Find each line below where the word "system" occurs, and copy it.
☆ ☆ ☆ ☆ ☆
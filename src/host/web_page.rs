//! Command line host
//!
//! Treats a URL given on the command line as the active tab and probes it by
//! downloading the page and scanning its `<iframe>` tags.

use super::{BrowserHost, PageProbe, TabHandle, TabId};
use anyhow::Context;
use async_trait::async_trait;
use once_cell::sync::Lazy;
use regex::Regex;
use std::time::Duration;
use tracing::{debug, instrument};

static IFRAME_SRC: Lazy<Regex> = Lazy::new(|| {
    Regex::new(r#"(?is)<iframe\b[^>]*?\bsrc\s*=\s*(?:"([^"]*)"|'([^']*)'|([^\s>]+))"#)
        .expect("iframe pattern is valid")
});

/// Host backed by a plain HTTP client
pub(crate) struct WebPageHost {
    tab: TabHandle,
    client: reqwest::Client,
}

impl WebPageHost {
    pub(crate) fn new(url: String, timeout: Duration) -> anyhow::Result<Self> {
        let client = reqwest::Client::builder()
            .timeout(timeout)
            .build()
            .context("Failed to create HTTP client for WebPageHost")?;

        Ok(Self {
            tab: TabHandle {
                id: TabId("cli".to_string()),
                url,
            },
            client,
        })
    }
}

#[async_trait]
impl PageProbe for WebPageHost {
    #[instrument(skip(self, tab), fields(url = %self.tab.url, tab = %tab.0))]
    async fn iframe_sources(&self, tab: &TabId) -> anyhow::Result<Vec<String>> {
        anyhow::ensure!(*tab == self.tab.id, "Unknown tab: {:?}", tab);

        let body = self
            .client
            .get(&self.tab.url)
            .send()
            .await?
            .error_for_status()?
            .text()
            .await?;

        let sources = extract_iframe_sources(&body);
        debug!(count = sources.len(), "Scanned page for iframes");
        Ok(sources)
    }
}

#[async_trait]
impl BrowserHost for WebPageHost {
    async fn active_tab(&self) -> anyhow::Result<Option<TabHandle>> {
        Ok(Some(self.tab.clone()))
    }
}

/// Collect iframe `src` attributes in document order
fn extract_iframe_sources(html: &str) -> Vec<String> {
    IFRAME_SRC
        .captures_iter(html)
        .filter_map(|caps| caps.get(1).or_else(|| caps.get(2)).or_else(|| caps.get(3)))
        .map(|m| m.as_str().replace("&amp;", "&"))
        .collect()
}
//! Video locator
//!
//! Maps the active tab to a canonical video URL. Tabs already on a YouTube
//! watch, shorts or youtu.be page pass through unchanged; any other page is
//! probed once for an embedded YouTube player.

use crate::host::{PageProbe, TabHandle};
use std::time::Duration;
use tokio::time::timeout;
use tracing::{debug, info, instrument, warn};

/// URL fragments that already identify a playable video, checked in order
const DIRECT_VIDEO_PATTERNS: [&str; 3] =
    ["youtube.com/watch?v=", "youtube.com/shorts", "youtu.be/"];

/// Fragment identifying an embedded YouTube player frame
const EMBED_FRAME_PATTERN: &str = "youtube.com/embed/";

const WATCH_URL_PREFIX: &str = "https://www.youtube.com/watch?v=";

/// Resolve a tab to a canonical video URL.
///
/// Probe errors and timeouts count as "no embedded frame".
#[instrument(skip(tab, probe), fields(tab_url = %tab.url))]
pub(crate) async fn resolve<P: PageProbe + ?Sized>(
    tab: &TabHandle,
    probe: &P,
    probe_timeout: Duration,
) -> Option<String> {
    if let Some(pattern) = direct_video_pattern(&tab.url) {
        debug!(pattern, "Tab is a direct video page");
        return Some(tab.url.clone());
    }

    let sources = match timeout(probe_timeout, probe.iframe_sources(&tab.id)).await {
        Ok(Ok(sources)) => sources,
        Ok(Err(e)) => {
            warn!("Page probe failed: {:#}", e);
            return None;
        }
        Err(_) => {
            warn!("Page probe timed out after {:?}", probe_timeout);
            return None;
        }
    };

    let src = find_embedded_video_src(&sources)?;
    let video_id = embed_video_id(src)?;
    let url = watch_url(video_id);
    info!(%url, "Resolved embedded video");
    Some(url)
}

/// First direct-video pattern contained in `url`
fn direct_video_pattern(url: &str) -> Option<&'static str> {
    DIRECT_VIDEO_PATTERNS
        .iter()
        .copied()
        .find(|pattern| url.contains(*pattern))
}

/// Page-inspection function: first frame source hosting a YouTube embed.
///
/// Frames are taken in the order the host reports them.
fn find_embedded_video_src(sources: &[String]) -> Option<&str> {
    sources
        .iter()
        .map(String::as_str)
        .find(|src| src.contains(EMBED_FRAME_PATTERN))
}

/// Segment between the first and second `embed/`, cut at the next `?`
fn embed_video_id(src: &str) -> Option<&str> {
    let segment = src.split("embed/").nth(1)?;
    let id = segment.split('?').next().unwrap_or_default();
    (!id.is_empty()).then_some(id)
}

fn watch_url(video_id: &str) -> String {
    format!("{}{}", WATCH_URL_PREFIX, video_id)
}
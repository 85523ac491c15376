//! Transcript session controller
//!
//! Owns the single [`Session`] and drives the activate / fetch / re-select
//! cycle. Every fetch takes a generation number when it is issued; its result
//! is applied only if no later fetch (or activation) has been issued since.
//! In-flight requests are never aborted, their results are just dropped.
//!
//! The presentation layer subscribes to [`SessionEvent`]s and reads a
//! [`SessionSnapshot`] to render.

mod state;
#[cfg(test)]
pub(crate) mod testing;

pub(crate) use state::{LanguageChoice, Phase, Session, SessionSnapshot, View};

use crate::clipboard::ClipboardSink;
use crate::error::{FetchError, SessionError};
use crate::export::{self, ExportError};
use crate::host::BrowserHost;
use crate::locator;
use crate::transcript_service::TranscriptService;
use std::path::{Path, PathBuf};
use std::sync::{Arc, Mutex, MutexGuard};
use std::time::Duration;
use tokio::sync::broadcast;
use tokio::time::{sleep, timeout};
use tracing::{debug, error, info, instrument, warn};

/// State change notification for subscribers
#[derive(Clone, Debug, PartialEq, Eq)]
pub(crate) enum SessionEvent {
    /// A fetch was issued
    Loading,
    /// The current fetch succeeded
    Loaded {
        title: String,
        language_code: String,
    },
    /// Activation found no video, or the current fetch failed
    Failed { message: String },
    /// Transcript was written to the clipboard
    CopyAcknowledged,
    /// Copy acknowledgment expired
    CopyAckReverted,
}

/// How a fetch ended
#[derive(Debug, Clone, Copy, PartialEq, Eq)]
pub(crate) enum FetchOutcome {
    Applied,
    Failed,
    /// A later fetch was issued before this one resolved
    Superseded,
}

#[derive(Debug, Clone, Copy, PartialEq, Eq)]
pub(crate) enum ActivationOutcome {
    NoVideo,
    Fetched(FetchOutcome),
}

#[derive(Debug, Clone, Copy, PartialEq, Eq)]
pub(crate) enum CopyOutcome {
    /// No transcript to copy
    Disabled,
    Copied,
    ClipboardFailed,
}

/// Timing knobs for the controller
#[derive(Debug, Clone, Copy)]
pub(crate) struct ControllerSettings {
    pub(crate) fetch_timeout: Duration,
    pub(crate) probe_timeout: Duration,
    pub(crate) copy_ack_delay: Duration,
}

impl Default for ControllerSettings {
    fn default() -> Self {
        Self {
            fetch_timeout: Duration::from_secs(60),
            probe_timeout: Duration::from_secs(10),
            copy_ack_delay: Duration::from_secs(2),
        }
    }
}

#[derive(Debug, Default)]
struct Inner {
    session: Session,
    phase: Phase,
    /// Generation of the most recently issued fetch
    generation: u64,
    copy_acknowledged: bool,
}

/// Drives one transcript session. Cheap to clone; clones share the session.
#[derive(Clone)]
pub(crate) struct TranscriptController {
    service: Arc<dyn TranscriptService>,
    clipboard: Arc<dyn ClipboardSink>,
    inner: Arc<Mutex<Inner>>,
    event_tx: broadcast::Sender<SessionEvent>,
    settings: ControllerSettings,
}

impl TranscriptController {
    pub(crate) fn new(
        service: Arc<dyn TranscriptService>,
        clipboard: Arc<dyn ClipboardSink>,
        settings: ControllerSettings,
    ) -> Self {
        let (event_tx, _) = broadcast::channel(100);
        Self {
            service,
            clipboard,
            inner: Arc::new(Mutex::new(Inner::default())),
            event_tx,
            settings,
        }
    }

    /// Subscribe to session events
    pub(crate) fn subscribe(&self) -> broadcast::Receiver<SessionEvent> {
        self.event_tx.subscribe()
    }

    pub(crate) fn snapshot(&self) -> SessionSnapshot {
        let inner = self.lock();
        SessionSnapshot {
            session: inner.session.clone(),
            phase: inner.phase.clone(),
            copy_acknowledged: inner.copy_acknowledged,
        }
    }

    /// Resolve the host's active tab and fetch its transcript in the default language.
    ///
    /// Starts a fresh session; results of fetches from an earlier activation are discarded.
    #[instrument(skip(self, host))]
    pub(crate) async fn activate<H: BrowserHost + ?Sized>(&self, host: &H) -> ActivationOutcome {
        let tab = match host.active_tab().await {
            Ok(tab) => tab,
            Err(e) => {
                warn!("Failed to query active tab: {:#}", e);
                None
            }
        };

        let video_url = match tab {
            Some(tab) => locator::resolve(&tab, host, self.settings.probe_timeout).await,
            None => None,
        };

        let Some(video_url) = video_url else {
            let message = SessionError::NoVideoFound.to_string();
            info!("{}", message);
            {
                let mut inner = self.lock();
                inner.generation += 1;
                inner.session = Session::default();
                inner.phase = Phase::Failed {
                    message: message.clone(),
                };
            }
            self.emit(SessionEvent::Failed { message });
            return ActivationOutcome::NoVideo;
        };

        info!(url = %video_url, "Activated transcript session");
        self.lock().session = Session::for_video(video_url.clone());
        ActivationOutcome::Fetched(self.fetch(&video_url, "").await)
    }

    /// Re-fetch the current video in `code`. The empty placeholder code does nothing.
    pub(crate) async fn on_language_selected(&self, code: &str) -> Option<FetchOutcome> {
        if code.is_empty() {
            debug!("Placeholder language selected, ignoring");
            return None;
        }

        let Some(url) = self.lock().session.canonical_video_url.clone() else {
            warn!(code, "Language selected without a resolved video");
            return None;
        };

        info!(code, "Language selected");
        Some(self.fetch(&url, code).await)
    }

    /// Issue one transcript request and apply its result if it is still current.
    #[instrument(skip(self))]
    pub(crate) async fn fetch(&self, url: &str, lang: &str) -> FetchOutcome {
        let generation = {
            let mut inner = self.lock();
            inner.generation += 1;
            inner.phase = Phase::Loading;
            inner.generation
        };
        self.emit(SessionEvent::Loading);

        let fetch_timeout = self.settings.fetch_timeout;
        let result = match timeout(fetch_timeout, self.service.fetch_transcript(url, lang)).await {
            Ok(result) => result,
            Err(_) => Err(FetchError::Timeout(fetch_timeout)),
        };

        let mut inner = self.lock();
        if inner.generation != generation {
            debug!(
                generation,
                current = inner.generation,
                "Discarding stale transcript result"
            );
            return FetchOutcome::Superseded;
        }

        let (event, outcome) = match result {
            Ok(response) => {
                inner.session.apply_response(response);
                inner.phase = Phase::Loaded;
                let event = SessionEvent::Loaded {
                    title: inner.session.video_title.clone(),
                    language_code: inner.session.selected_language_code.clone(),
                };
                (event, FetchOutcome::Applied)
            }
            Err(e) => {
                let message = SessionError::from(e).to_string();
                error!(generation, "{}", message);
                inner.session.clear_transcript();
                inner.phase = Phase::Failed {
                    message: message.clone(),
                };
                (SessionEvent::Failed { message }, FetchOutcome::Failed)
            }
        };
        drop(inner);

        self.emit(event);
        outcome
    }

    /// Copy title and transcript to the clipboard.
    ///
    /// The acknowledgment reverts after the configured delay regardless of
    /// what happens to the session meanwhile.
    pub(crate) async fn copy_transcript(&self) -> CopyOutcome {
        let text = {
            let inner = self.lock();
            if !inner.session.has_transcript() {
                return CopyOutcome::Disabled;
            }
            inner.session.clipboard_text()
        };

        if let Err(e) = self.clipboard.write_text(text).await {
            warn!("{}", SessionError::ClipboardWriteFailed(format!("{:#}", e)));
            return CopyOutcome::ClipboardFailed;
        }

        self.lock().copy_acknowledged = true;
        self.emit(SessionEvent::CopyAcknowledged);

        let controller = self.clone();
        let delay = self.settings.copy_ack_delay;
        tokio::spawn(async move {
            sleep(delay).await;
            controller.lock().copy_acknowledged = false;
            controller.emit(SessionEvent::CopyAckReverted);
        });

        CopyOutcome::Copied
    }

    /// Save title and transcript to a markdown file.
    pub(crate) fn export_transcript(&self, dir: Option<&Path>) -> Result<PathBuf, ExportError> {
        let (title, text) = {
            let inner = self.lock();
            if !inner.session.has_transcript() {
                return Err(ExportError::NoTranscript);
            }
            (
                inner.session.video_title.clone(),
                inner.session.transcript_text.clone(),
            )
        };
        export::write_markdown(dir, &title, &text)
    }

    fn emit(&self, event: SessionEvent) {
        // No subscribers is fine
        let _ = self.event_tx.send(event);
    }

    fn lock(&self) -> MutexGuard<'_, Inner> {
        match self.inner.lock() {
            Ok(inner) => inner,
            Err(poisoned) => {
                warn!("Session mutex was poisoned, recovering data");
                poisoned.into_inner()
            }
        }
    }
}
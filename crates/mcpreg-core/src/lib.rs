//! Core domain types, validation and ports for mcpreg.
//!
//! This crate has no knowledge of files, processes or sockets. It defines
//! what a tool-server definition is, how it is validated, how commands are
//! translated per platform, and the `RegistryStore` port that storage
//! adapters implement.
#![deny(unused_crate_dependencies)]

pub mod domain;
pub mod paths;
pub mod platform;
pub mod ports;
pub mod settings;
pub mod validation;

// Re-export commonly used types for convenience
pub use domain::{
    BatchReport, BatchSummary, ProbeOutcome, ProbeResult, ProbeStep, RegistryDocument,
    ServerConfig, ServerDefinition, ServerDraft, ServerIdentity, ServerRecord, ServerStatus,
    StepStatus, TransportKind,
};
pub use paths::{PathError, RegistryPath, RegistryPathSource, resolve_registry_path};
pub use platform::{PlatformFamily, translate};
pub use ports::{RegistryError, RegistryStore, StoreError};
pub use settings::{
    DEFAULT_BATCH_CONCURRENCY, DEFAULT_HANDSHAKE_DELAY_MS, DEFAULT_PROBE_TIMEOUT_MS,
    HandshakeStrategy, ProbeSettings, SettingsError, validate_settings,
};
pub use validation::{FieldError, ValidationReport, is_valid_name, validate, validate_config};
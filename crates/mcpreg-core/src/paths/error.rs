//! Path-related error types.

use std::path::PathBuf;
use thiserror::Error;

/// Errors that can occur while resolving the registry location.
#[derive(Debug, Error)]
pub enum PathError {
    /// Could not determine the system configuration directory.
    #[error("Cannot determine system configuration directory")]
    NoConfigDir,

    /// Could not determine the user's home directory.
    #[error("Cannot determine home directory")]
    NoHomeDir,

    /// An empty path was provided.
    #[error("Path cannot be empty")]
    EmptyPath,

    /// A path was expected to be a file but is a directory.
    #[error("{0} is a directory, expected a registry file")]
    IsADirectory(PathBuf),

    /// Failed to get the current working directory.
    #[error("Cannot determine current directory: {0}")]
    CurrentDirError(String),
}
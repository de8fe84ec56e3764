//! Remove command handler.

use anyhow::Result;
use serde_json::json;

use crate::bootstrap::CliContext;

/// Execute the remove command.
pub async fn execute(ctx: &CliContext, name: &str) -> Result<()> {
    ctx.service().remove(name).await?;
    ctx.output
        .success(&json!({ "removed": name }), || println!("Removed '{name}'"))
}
☆ ☆ ☆ ☆ ☆
▸ **Written solution**
    /// Could not determine the system configuration directory.
    #[error("Cannot determine system configuration directory")]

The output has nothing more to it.